*WORK REQUEST*. Start at the line in the entries below that contains "let reason = match", stop at the line that contains "into the log.", and output exactly the lines in that span, both ends included.

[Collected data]
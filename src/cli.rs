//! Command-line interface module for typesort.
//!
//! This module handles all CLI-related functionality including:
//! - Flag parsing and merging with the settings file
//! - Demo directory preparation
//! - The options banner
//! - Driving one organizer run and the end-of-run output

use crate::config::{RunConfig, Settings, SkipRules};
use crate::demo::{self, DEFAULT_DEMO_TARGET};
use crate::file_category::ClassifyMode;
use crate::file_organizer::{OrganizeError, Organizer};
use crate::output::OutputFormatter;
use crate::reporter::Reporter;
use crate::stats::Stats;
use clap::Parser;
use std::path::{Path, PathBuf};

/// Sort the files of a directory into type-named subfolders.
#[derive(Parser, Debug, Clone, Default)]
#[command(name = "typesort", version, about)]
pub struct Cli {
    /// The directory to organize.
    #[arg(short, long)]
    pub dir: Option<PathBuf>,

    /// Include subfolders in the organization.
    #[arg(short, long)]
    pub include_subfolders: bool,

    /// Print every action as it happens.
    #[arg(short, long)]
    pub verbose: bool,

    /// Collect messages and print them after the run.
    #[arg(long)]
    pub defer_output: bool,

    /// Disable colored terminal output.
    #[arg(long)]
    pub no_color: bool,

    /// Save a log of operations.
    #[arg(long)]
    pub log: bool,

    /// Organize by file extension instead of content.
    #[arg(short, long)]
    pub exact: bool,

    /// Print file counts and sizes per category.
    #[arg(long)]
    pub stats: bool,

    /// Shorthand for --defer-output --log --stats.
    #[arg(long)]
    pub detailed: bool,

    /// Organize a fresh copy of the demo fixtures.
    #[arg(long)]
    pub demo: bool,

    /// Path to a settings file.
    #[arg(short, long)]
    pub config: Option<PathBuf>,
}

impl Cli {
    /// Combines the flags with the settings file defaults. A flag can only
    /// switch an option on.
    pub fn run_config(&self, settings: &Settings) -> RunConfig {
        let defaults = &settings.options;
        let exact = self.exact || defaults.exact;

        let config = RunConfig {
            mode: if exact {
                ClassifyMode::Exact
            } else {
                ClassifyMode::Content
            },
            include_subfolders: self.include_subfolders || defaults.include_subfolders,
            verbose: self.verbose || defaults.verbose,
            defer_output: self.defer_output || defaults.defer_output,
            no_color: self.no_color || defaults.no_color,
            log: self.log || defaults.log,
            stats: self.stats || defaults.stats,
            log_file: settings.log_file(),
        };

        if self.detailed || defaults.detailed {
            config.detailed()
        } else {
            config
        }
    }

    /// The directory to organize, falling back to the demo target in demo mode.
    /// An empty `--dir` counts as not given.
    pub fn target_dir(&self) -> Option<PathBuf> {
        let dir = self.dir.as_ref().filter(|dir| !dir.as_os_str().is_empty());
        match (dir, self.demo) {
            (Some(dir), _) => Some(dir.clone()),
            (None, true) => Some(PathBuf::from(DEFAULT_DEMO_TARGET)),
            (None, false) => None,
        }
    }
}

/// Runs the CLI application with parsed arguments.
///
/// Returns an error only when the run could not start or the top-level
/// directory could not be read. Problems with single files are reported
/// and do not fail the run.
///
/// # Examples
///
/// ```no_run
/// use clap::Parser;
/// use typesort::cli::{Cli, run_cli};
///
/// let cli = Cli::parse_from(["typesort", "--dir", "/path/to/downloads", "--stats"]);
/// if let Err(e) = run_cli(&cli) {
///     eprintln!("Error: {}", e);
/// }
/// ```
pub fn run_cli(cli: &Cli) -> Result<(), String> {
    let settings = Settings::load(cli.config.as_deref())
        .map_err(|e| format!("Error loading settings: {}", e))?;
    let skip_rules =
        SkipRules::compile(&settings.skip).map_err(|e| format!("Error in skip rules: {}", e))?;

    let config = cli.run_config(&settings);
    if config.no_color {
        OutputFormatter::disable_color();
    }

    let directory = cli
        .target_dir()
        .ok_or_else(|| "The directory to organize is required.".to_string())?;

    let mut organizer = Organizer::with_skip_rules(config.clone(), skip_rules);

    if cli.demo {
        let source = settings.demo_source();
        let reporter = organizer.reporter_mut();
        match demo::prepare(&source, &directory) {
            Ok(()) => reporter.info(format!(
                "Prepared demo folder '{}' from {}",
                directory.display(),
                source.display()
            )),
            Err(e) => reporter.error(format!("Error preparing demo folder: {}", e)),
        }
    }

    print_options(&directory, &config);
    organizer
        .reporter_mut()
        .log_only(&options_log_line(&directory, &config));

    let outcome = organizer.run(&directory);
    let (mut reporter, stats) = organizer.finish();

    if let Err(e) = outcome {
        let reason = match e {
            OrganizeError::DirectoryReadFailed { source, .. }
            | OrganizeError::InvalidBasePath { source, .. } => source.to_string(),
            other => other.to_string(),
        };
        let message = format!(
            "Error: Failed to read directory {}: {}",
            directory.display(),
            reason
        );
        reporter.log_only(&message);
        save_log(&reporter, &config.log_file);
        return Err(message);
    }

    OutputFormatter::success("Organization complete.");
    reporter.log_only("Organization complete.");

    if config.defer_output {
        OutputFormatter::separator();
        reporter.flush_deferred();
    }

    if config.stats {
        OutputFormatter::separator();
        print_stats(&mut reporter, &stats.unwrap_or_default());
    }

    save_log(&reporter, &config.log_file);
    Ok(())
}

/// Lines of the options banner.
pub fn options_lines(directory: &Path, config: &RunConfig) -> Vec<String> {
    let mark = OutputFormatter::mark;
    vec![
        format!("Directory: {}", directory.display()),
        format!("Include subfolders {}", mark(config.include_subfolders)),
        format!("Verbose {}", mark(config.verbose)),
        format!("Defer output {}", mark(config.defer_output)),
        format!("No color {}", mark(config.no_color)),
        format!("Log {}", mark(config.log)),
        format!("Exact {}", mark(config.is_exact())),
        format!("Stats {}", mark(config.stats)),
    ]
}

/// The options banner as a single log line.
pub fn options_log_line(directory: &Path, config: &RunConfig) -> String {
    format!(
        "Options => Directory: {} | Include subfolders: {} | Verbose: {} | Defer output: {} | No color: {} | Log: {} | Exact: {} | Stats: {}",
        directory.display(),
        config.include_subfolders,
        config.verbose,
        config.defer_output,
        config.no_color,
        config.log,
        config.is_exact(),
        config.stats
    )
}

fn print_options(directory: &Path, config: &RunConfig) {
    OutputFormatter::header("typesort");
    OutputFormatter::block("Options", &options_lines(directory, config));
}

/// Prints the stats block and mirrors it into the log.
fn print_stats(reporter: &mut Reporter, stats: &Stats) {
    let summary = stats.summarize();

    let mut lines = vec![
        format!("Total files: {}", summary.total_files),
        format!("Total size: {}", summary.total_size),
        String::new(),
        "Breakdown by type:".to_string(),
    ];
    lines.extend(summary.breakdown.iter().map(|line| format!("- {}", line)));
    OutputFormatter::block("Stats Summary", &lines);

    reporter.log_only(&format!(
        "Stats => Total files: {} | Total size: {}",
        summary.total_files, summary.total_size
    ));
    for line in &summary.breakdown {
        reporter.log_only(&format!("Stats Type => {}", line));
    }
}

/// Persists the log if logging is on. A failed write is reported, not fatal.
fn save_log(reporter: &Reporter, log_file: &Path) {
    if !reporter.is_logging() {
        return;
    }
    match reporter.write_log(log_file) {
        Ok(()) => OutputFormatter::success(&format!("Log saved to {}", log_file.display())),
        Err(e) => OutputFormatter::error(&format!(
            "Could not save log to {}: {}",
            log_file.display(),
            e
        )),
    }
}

*RESPONSE TO THIS EXERCISE*.
        let reason = match e {
            OrganizeError::DirectoryReadFailed { source, .. }
            | OrganizeError::InvalidBasePath { source, .. } => source.to_string(),
            other => other.to_string(),
        };
        let message = format!(
            "Error: Failed to read directory {}: {}",
            directory.display(),
            reason
        );
        reporter.log_only(&message);
        save_log(&reporter, &config.log_file);
        return Err(message);
    }

    OutputFormatter::success("Organization complete.");
    reporter.log_only("Organization complete.");

    if config.defer_output {
        OutputFormatter::separator();
        reporter.flush_deferred();
    }

    if config.stats {
        OutputFormatter::separator();
        print_stats(&mut reporter, &stats.unwrap_or_default());
    }

    save_log(&reporter, &config.log_file);
    Ok(())
}

/// Lines of the options banner.
pub fn options_lines(directory: &Path, config: &RunConfig) -> Vec<String> {
    let mark = OutputFormatter::mark;
    vec![
        format!("Directory: {}", directory.display()),
        format!("Include subfolders {}", mark(config.include_subfolders)),
        format!("Verbose {}", mark(config.verbose)),
        format!("Defer output {}", mark(config.defer_output)),
        format!("No color {}", mark(config.no_color)),
        format!("Log {}", mark(config.log)),
        format!("Exact {}", mark(config.is_exact())),
        format!("Stats {}", mark(config.stats)),
    ]
}

/// The options banner as a single log line.
pub fn options_log_line(directory: &Path, config: &RunConfig) -> String {
    format!(
        "Options => Directory: {} | Include subfolders: {} | Verbose: {} | Defer output: {} | No color: {} | Log: {} | Exact: {} | Stats: {}",
        directory.display(),
        config.include_subfolders,
        config.verbose,
        config.defer_output,
        config.no_color,
        config.log,
        config.is_exact(),
        config.stats
    )
}

fn print_options(directory: &Path, config: &RunConfig) {
    OutputFormatter::header("typesort");
    OutputFormatter::block("Options", &options_lines(directory, config));
}

/// Prints the stats block and mirrors it into the log.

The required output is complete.